Records from a data collection:
== Segment start ==
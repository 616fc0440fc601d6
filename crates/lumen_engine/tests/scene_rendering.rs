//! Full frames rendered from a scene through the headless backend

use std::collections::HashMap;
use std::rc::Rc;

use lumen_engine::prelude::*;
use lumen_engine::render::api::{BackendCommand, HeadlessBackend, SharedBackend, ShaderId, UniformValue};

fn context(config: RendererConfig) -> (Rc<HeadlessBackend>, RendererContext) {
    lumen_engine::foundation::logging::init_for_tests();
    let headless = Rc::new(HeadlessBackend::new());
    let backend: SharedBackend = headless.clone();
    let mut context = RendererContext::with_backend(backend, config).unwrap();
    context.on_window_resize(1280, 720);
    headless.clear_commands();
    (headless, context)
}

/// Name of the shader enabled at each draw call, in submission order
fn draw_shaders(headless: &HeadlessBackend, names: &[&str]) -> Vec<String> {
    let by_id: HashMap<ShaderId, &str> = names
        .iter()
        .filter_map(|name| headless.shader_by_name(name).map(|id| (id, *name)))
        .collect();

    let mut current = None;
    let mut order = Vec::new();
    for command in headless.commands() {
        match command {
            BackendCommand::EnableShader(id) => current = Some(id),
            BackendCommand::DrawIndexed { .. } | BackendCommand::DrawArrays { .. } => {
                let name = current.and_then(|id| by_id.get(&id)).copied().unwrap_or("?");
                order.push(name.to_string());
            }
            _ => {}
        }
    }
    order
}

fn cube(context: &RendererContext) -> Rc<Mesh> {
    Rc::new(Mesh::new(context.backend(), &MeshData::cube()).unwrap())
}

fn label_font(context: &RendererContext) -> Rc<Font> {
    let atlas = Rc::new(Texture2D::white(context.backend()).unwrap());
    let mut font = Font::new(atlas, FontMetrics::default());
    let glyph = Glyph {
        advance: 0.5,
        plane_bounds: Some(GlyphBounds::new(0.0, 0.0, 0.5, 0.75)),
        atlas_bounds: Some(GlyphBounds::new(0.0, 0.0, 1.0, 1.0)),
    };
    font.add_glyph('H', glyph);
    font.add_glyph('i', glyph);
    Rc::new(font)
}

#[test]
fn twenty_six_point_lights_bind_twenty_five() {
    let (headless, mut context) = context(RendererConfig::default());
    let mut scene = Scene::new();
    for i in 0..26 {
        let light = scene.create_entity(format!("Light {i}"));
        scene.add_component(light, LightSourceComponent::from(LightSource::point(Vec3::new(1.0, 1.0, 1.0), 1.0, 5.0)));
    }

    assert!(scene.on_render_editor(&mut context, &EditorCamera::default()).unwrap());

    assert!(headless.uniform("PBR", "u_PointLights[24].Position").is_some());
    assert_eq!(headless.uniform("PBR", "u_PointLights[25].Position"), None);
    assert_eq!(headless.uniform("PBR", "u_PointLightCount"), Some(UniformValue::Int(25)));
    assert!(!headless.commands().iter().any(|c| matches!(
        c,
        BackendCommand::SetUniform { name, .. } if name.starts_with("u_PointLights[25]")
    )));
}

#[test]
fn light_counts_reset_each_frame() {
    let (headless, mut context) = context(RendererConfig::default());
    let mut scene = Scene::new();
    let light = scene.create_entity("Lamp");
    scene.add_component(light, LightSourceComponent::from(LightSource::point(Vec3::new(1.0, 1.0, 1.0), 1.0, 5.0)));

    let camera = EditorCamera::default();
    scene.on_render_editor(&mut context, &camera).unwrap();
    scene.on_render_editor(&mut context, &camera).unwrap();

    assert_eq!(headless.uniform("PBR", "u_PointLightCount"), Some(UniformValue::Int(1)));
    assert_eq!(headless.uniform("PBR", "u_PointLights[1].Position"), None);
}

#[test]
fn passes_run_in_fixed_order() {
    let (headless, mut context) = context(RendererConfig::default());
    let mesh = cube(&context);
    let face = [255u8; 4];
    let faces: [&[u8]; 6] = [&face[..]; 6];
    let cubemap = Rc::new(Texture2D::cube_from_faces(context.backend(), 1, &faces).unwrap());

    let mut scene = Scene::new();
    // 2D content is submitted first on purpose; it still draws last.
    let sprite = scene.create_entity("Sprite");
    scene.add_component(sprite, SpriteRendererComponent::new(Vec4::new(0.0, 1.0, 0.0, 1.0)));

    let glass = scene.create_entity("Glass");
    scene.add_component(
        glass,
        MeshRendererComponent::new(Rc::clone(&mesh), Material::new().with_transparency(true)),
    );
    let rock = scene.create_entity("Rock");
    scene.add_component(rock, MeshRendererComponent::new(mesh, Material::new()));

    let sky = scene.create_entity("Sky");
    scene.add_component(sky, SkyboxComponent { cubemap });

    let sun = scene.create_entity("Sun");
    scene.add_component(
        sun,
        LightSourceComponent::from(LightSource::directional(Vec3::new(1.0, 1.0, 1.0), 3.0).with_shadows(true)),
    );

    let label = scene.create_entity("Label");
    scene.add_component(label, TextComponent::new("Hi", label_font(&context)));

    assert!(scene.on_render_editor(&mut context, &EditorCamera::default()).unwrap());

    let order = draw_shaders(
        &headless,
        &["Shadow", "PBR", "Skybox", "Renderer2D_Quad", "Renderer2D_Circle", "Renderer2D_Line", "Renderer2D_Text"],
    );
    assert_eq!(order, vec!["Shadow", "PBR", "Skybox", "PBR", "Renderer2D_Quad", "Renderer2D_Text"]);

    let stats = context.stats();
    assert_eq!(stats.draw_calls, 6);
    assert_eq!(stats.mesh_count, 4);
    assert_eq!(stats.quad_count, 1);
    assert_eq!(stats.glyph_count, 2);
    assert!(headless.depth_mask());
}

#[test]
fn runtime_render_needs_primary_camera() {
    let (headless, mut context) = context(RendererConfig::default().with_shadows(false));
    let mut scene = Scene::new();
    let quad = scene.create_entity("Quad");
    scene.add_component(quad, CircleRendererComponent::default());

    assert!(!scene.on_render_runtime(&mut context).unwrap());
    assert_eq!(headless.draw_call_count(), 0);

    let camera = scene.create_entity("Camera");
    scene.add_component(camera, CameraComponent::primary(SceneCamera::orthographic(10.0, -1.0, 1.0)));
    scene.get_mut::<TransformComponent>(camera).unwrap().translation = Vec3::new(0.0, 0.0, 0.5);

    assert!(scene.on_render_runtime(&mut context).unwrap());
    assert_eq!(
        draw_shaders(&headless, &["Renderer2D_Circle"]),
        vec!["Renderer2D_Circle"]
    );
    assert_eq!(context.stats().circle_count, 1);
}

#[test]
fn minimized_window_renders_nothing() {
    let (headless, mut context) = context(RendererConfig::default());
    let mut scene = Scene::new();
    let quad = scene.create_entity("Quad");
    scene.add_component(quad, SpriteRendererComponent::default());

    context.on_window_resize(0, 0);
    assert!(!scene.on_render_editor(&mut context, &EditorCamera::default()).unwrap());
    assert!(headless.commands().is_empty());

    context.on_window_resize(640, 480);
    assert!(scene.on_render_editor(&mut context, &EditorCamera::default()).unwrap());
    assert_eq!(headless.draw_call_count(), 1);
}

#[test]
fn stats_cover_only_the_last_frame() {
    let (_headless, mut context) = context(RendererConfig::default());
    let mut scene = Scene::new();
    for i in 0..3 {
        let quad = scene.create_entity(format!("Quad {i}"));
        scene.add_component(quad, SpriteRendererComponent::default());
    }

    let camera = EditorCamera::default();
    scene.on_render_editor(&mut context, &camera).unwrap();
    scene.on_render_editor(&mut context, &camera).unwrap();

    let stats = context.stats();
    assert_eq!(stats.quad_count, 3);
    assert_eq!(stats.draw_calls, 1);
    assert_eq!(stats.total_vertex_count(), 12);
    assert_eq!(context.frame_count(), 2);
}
== Segment end ==
The response must be an exact reproduction of all the entries.

repository 616fc0440fc601d6
filename crates/lumen_engine/tests/scene_rendering.rs
//! Full frames rendered from a scene through the headless backend

use std::collections::HashMap;
use std::rc::Rc;

use lumen_engine::prelude::*;
use lumen_engine::render::api::{BackendCommand, HeadlessBackend, SharedBackend, ShaderId, UniformValue};

fn context(config: RendererConfig) -> (Rc<HeadlessBackend>, RendererContext) {
    lumen_engine::foundation::logging::init_for_tests();
    let headless = Rc::new(HeadlessBackend::new());
    let backend: SharedBackend = headless.clone();
    let mut context = RendererContext::with_backend(backend, config).unwrap();
    context.on_window_resize(1280, 720);
    headless.clear_commands();
    (headless, context)
}

/// Name of the shader enabled at each draw call, in submission order
fn draw_shaders(headless: &HeadlessBackend, names: &[&str]) -> Vec<String> {
    let by_id: HashMap<ShaderId, &str> = names
        .iter()
        .filter_map(|name| headless.shader_by_name(name).map(|id| (id, *name)))
        .collect();

    let mut current = None;
    let mut order = Vec::new();
    for command in headless.commands() {
        match command {
            BackendCommand::EnableShader(id) => current = Some(id),
            BackendCommand::DrawIndexed { .. } | BackendCommand::DrawArrays { .. } => {
                let name = current.and_then(|id| by_id.get(&id)).copied().unwrap_or("?");
                order.push(name.to_string());
            }
            _ => {}
        }
    }
    order
}

fn cube(context: &RendererContext) -> Rc<Mesh> {
    Rc::new(Mesh::new(context.backend(), &MeshData::cube()).unwrap())
}

fn label_font(context: &RendererContext) -> Rc<Font> {
    let atlas = Rc::new(Texture2D::white(context.backend()).unwrap());
    let mut font = Font::new(atlas, FontMetrics::default());
    let glyph = Glyph {
        advance: 0.5,
        plane_bounds: Some(GlyphBounds::new(0.0, 0.0, 0.5, 0.75)),
        atlas_bounds: Some(GlyphBounds::new(0.0, 0.0, 1.0, 1.0)),
    };
    font.add_glyph('H', glyph);
    font.add_glyph('i', glyph);
    Rc::new(font)
}

#[test]
fn twenty_six_point_lights_bind_twenty_five() {
    let (headless, mut context) = context(RendererConfig::default());
    let mut scene = Scene::new();
    for i in 0..26 {
        let light = scene.create_entity(format!("Light {i}"));
        scene.add_component(light, LightSourceComponent::from(LightSource::point(Vec3::new(1.0, 1.0, 1.0), 1.0, 5.0)));
    }

    assert!(scene.on_render_editor(&mut context, &EditorCamera::default()).unwrap());

    assert!(headless.uniform("PBR", "u_PointLights[24].Position").is_some());
    assert_eq!(headless.uniform("PBR", "u_PointLights[25].Position"), None);
    assert_eq!(headless.uniform("PBR", "u_PointLightCount"), Some(UniformValue::Int(25)));
    assert!(!headless.commands().iter().any(|c| matches!(
        c,
        BackendCommand::SetUniform { name, .. } if name.starts_with("u_PointLights[25]")
    )));
}

#[test]
fn light_counts_reset_each_frame() {
    let (headless, mut context) = context(RendererConfig::default());
    let mut scene = Scene::new();
    let light = scene.create_entity("Lamp");
    scene.add_component(light, LightSourceComponent::from(LightSource::point(Vec3::new(1.0, 1.0, 1.0), 1.0, 5.0)));

    let camera = EditorCamera::default();
    scene.on_render_editor(&mut context, &camera).unwrap();
    scene.on_render_editor(&mut context, &camera).unwrap();

    assert_eq!(headless.uniform("PBR", "u_PointLightCount"), Some(UniformValue::Int(1)));
    assert_eq!(headless.uniform("PBR", "u_PointLights[1].Position"), None);
}

#[test]
fn passes_run_in_fixed_order() {
    let (headless, mut context) = context(RendererConfig::default());
    let mesh = cube(&context);
    let face = [255u8; 4];
    let faces: [&[u8]; 6] = [&face[..]; 6];
    let cubemap = Rc::new(Texture2D::cube_from_faces(context.backend(), 1, &faces).unwrap());

    let mut scene = Scene::new();
    // 2D content is submitted first on purpose; it still draws last.
    let sprite = scene.create_entity("Sprite");
    scene.add_component(sprite, SpriteRendererComponent::new(Vec4::new(0.0, 1.0, 0.0, 1.0)));

    let glass = scene.create_entity("Glass");
    scene.add_component(
        glass,
        MeshRendererComponent::new(Rc::clone(&mesh), Material::new().with_transparency(true)),
    );
    let rock = scene.create_entity("Rock");
    scene.add_component(rock, MeshRendererComponent::new(mesh, Material::new()));

    let sky = scene.create_entity("Sky");
    scene.add_component(sky, SkyboxComponent { cubemap });

    let sun = scene.create_entity("Sun");
    scene.add_component(
        sun,
        LightSourceComponent::from(LightSource::directional(Vec3::new(1.0, 1.0, 1.0), 3.0).with_shadows(true)),
    );

    let label = scene.create_entity("Label");
    scene.add_component(label, TextComponent::new("Hi", label_font(&context)));

    assert!(scene.on_render_editor(&mut context, &EditorCamera::default()).unwrap());

    let order = draw_shaders(
        &headless,
        &["Shadow", "PBR", "Skybox", "Renderer2D_Quad", "Renderer2D_Circle", "Renderer2D_Line", "Renderer2D_Text"],
    );
    assert_eq!(order, vec!["Shadow", "PBR", "Skybox", "PBR", "Renderer2D_Quad", "Renderer2D_Text"]);

    let stats = context.stats();
    assert_eq!(stats.draw_calls, 6);
    assert_eq!(stats.mesh_count, 4);
    assert_eq!(stats.quad_count, 1);
    assert_eq!(stats.glyph_count, 2);
    assert!(headless.depth_mask());
}

#[test]
fn runtime_render_needs_primary_camera() {
    let (headless, mut context) = context(RendererConfig::default().with_shadows(false));
    let mut scene = Scene::new();
    let quad = scene.create_entity("Quad");
    scene.add_component(quad, CircleRendererComponent::default());

    assert!(!scene.on_render_runtime(&mut context).unwrap());
    assert_eq!(headless.draw_call_count(), 0);

    let camera = scene.create_entity("Camera");
    scene.add_component(camera, CameraComponent::primary(SceneCamera::orthographic(10.0, -1.0, 1.0)));
    scene.get_mut::<TransformComponent>(camera).unwrap().translation = Vec3::new(0.0, 0.0, 0.5);

    assert!(scene.on_render_runtime(&mut context).unwrap());
    assert_eq!(
        draw_shaders(&headless, &["Renderer2D_Circle"]),
        vec!["Renderer2D_Circle"]
    );
    assert_eq!(context.stats().circle_count, 1);
}

#[test]
fn minimized_window_renders_nothing() {
    let (headless, mut context) = context(RendererConfig::default());
    let mut scene = Scene::new();
    let quad = scene.create_entity("Quad");
    scene.add_component(quad, SpriteRendererComponent::default());

    context.on_window_resize(0, 0);
    assert!(!scene.on_render_editor(&mut context, &EditorCamera::default()).unwrap());
    assert!(headless.commands().is_empty());

    context.on_window_resize(640, 480);
    assert!(scene.on_render_editor(&mut context, &EditorCamera::default()).unwrap());
    assert_eq!(headless.draw_call_count(), 1);
}

#[test]
fn stats_cover_only_the_last_frame() {
    let (_headless, mut context) = context(RendererConfig::default());
    let mut scene = Scene::new();
    for i in 0..3 {
        let quad = scene.create_entity(format!("Quad {i}"));
        scene.add_component(quad, SpriteRendererComponent::default());
    }

    let camera = EditorCamera::default();
    scene.on_render_editor(&mut context, &camera).unwrap();
    scene.on_render_editor(&mut context, &camera).unwrap();

    let stats = context.stats();
    assert_eq!(stats.quad_count, 3);
    assert_eq!(stats.draw_calls, 1);
    assert_eq!(stats.total_vertex_count(), 12);
    assert_eq!(context.frame_count(), 2);
}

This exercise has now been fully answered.